Each and every line of the data must appear exactly as given.

#### RECORDED DATA
--- START ---

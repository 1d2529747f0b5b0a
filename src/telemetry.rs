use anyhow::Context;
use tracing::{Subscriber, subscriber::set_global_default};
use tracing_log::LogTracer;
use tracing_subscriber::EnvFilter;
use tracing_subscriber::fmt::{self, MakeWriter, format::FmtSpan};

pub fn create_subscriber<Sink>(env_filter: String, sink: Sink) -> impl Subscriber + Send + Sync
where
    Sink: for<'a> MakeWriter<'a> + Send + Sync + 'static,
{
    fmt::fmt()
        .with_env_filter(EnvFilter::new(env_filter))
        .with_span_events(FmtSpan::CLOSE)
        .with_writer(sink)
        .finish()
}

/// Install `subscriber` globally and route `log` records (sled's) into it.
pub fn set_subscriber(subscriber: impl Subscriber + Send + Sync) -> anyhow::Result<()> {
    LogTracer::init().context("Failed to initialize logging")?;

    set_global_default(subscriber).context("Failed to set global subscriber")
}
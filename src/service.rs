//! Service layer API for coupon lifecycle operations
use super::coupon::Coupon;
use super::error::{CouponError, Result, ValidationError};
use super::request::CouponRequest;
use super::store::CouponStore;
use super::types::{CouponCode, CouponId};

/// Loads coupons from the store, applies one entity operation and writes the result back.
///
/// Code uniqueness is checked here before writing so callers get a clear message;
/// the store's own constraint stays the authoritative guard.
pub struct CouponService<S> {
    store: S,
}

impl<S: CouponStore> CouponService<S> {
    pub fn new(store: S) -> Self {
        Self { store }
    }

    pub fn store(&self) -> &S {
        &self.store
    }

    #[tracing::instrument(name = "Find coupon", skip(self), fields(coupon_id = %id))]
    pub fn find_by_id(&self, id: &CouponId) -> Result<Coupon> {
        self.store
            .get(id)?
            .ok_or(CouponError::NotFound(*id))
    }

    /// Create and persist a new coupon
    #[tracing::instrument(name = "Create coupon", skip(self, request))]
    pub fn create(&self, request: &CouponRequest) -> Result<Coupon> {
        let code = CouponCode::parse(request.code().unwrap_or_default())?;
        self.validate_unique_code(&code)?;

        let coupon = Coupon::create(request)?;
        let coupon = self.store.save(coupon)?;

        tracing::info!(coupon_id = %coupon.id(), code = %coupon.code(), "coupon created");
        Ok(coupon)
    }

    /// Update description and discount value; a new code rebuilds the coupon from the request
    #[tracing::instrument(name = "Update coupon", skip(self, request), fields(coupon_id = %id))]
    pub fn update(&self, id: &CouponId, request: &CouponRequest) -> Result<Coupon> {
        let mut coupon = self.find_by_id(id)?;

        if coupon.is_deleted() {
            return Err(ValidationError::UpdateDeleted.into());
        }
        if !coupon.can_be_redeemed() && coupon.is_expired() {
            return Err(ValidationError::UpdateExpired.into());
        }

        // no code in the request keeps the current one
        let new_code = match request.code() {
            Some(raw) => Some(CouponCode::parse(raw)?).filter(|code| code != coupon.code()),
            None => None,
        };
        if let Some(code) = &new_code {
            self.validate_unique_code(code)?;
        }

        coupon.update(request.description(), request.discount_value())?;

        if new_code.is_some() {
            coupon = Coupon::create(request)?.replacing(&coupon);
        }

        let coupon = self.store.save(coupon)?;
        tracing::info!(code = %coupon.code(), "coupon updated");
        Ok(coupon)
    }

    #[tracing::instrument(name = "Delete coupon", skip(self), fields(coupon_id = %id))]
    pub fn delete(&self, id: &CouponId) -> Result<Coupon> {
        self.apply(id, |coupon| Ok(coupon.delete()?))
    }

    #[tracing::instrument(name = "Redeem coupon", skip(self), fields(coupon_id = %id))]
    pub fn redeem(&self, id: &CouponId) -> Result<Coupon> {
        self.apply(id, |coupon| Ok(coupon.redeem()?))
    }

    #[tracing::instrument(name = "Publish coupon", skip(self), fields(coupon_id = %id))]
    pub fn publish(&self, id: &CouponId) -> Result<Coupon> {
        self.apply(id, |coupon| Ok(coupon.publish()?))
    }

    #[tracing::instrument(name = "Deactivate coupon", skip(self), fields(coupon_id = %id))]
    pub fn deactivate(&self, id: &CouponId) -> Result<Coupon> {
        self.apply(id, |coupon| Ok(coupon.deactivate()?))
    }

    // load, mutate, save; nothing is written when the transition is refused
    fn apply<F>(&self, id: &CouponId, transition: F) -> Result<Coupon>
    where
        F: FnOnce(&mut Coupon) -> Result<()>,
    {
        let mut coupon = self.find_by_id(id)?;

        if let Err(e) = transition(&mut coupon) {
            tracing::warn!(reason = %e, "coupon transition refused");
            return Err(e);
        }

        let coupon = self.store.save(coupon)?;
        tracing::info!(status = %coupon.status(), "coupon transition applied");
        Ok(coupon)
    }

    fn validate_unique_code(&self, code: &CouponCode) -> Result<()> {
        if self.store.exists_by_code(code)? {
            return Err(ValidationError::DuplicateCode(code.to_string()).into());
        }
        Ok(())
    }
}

--- END ---

#### THE ANSWER
repository 1d2529747f0b5b0a
filename src/telemetry.rs
use anyhow::Context;
use tracing::{Subscriber, subscriber::set_global_default};
use tracing_log::LogTracer;
use tracing_subscriber::EnvFilter;
use tracing_subscriber::fmt::{self, MakeWriter, format::FmtSpan};

pub fn create_subscriber<Sink>(env_filter: String, sink: Sink) -> impl Subscriber + Send + Sync
where
    Sink: for<'a> MakeWriter<'a> + Send + Sync + 'static,
{
    fmt::fmt()
        .with_env_filter(EnvFilter::new(env_filter))
        .with_span_events(FmtSpan::CLOSE)
        .with_writer(sink)
        .finish()
}

/// Install `subscriber` globally and route `log` records (sled's) into it.
pub fn set_subscriber(subscriber: impl Subscriber + Send + Sync) -> anyhow::Result<()> {
    LogTracer::init().context("Failed to initialize logging")?;

    set_global_default(subscriber).context("Failed to set global subscriber")
}
filename src/service.rs
//! Service layer API for coupon lifecycle operations
use super::coupon::Coupon;
use super::error::{CouponError, Result, ValidationError};
use super::request::CouponRequest;
use super::store::CouponStore;
use super::types::{CouponCode, CouponId};

/// Loads coupons from the store, applies one entity operation and writes the result back.
///
/// Code uniqueness is checked here before writing so callers get a clear message;
/// the store's own constraint stays the authoritative guard.
pub struct CouponService<S> {
    store: S,
}

impl<S: CouponStore> CouponService<S> {
    pub fn new(store: S) -> Self {
        Self { store }
    }

    pub fn store(&self) -> &S {
        &self.store
    }

    #[tracing::instrument(name = "Find coupon", skip(self), fields(coupon_id = %id))]
    pub fn find_by_id(&self, id: &CouponId) -> Result<Coupon> {
        self.store
            .get(id)?
            .ok_or(CouponError::NotFound(*id))
    }

    /// Create and persist a new coupon
    #[tracing::instrument(name = "Create coupon", skip(self, request))]
    pub fn create(&self, request: &CouponRequest) -> Result<Coupon> {
        let code = CouponCode::parse(request.code().unwrap_or_default())?;
        self.validate_unique_code(&code)?;

        let coupon = Coupon::create(request)?;
        let coupon = self.store.save(coupon)?;

        tracing::info!(coupon_id = %coupon.id(), code = %coupon.code(), "coupon created");
        Ok(coupon)
    }

    /// Update description and discount value; a new code rebuilds the coupon from the request
    #[tracing::instrument(name = "Update coupon", skip(self, request), fields(coupon_id = %id))]
    pub fn update(&self, id: &CouponId, request: &CouponRequest) -> Result<Coupon> {
        let mut coupon = self.find_by_id(id)?;

        if coupon.is_deleted() {
            return Err(ValidationError::UpdateDeleted.into());
        }
        if !coupon.can_be_redeemed() && coupon.is_expired() {
            return Err(ValidationError::UpdateExpired.into());
        }

        // no code in the request keeps the current one
        let new_code = match request.code() {
            Some(raw) => Some(CouponCode::parse(raw)?).filter(|code| code != coupon.code()),
            None => None,
        };
        if let Some(code) = &new_code {
            self.validate_unique_code(code)?;
        }

        coupon.update(request.description(), request.discount_value())?;

        if new_code.is_some() {
            coupon = Coupon::create(request)?.replacing(&coupon);
        }

        let coupon = self.store.save(coupon)?;
        tracing::info!(code = %coupon.code(), "coupon updated");
        Ok(coupon)
    }

    #[tracing::instrument(name = "Delete coupon", skip(self), fields(coupon_id = %id))]
    pub fn delete(&self, id: &CouponId) -> Result<Coupon> {
        self.apply(id, |coupon| Ok(coupon.delete()?))
    }

    #[tracing::instrument(name = "Redeem coupon", skip(self), fields(coupon_id = %id))]
    pub fn redeem(&self, id: &CouponId) -> Result<Coupon> {
        self.apply(id, |coupon| Ok(coupon.redeem()?))
    }

    #[tracing::instrument(name = "Publish coupon", skip(self), fields(coupon_id = %id))]
    pub fn publish(&self, id: &CouponId) -> Result<Coupon> {
        self.apply(id, |coupon| Ok(coupon.publish()?))
    }

    #[tracing::instrument(name = "Deactivate coupon", skip(self), fields(coupon_id = %id))]
    pub fn deactivate(&self, id: &CouponId) -> Result<Coupon> {
        self.apply(id, |coupon| Ok(coupon.deactivate()?))
    }

    // load, mutate, save; nothing is written when the transition is refused
    fn apply<F>(&self, id: &CouponId, transition: F) -> Result<Coupon>
    where
        F: FnOnce(&mut Coupon) -> Result<()>,
    {
        let mut coupon = self.find_by_id(id)?;

        if let Err(e) = transition(&mut coupon) {
            tracing::warn!(reason = %e, "coupon transition refused");
            return Err(e);
        }

        let coupon = self.store.save(coupon)?;
        tracing::info!(status = %coupon.status(), "coupon transition applied");
        Ok(coupon)
    }

    fn validate_unique_code(&self, code: &CouponCode) -> Result<()> {
        if self.store.exists_by_code(code)? {
            return Err(ValidationError::DuplicateCode(code.to_string()).into());
        }
        Ok(())
    }
}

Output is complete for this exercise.